Collected data

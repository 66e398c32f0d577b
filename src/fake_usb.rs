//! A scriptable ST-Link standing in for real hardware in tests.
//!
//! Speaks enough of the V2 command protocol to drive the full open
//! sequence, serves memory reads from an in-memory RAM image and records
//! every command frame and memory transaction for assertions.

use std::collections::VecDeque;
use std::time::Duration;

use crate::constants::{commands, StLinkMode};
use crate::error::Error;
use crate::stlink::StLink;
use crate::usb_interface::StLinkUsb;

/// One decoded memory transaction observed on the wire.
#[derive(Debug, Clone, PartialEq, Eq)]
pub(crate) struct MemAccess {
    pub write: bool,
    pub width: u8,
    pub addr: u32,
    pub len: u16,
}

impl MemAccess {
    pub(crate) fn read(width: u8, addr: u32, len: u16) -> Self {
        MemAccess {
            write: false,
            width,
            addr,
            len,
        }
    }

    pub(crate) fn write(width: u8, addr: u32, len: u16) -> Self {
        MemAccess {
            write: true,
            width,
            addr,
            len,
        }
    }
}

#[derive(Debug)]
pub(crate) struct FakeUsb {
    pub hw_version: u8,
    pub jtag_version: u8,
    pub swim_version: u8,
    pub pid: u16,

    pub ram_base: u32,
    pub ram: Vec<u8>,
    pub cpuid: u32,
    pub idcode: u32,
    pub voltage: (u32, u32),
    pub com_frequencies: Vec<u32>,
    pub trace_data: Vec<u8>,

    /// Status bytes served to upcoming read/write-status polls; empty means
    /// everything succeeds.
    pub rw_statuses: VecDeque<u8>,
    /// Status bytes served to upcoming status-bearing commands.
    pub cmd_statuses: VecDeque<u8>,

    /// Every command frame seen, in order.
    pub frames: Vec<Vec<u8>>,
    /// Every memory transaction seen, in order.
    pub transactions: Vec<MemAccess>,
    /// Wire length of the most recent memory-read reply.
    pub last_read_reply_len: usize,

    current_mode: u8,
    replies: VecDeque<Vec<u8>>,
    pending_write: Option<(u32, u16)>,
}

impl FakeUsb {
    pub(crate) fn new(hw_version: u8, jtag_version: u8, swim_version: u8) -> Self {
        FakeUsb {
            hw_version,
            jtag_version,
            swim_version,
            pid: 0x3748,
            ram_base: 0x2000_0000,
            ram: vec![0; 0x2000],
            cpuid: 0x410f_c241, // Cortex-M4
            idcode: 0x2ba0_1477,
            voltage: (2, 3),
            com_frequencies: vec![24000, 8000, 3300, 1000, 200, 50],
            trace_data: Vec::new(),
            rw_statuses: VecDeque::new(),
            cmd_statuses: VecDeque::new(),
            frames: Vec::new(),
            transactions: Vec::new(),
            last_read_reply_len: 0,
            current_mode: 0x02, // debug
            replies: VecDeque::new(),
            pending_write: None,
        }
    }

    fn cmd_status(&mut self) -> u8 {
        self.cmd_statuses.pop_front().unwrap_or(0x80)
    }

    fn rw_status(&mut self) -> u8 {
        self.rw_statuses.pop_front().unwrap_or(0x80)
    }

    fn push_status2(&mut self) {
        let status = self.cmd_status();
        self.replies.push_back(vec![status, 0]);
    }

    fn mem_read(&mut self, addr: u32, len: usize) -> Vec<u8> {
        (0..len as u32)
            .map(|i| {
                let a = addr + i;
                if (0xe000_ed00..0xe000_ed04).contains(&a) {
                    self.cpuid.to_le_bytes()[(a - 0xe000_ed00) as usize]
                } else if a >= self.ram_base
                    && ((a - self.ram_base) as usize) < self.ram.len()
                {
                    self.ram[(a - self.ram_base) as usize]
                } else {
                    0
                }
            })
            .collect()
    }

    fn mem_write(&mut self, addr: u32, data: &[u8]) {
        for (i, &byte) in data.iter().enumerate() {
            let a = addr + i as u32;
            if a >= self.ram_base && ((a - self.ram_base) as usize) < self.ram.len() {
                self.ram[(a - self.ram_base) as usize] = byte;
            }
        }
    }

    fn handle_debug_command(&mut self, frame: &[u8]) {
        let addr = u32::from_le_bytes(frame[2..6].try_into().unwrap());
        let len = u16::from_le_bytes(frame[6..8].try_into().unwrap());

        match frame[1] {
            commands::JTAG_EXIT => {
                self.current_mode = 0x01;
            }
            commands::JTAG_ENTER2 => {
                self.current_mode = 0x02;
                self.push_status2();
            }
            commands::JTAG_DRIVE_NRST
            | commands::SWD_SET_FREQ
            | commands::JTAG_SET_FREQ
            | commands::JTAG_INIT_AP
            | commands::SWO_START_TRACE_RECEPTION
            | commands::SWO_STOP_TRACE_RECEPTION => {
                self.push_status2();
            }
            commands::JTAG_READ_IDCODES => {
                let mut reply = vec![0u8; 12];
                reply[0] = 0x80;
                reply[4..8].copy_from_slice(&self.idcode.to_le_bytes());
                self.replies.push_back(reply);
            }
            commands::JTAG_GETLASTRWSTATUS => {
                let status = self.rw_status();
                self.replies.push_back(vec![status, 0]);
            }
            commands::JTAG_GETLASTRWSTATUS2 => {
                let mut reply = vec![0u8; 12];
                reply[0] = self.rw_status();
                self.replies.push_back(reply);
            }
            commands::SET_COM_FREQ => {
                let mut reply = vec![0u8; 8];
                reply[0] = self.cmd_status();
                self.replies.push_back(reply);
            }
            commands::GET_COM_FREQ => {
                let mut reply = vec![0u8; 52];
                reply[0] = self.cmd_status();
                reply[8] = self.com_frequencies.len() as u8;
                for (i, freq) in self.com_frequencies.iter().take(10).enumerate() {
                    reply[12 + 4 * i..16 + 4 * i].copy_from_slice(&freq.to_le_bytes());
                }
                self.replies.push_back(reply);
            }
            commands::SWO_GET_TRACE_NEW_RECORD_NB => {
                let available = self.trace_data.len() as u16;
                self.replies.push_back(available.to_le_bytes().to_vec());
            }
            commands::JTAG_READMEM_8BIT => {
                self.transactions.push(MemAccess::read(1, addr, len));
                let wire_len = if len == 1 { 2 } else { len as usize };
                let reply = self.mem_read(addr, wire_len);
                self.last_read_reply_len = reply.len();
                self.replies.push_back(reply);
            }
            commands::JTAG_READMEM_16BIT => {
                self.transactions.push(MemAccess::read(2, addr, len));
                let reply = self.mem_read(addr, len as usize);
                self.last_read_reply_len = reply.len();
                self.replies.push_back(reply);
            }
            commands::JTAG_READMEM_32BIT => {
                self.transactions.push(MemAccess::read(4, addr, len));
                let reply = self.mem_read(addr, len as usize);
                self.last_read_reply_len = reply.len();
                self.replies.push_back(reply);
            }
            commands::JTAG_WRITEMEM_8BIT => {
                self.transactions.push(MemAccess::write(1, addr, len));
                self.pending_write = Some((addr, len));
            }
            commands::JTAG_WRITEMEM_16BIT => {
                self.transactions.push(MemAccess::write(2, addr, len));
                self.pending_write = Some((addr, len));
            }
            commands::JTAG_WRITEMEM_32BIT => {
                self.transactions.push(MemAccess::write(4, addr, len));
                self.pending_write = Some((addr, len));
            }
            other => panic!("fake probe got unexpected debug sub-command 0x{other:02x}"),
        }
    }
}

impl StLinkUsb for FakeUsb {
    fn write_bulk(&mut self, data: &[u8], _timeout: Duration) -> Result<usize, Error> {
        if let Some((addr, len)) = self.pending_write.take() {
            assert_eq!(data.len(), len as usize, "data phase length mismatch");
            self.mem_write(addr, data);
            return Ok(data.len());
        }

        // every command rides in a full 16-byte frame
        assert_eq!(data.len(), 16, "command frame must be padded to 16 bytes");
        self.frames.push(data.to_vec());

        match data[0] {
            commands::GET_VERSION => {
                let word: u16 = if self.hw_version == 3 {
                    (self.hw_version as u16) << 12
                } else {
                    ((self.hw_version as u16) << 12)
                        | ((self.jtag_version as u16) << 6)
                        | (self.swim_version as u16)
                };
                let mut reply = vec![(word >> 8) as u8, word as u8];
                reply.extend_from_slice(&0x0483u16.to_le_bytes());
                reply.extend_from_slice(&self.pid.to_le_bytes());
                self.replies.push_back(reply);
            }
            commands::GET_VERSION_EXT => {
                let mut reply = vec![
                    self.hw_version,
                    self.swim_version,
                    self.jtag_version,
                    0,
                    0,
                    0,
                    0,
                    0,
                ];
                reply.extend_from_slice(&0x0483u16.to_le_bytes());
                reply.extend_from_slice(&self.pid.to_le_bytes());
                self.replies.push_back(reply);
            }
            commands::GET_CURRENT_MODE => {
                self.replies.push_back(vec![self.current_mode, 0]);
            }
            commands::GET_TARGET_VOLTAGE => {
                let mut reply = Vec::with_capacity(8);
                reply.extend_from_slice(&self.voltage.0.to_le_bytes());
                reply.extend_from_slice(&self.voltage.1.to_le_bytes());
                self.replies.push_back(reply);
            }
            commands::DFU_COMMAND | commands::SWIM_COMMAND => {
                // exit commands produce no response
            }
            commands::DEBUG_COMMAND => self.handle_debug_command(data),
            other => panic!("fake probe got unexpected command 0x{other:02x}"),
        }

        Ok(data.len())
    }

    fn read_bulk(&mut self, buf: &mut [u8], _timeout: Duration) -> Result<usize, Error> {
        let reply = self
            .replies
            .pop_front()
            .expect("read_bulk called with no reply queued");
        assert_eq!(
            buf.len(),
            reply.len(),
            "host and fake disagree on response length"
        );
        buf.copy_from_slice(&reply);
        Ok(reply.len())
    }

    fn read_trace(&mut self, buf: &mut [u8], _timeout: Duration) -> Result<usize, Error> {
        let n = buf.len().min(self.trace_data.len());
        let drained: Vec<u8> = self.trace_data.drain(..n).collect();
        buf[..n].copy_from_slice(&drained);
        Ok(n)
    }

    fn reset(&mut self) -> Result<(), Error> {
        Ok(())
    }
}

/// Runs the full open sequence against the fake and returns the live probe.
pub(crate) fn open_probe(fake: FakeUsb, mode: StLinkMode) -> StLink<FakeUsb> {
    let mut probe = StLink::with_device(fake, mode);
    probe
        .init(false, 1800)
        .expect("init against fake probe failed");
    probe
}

- Task item: The expected answer is every line above in which the word "memory" appears.

- Answer to this exercise:
//! sequence, serves memory reads from an in-memory RAM image and records
//! every command frame and memory transaction for assertions.
/// One decoded memory transaction observed on the wire.
    /// Every memory transaction seen, in order.
    /// Wire length of the most recent memory-read reply.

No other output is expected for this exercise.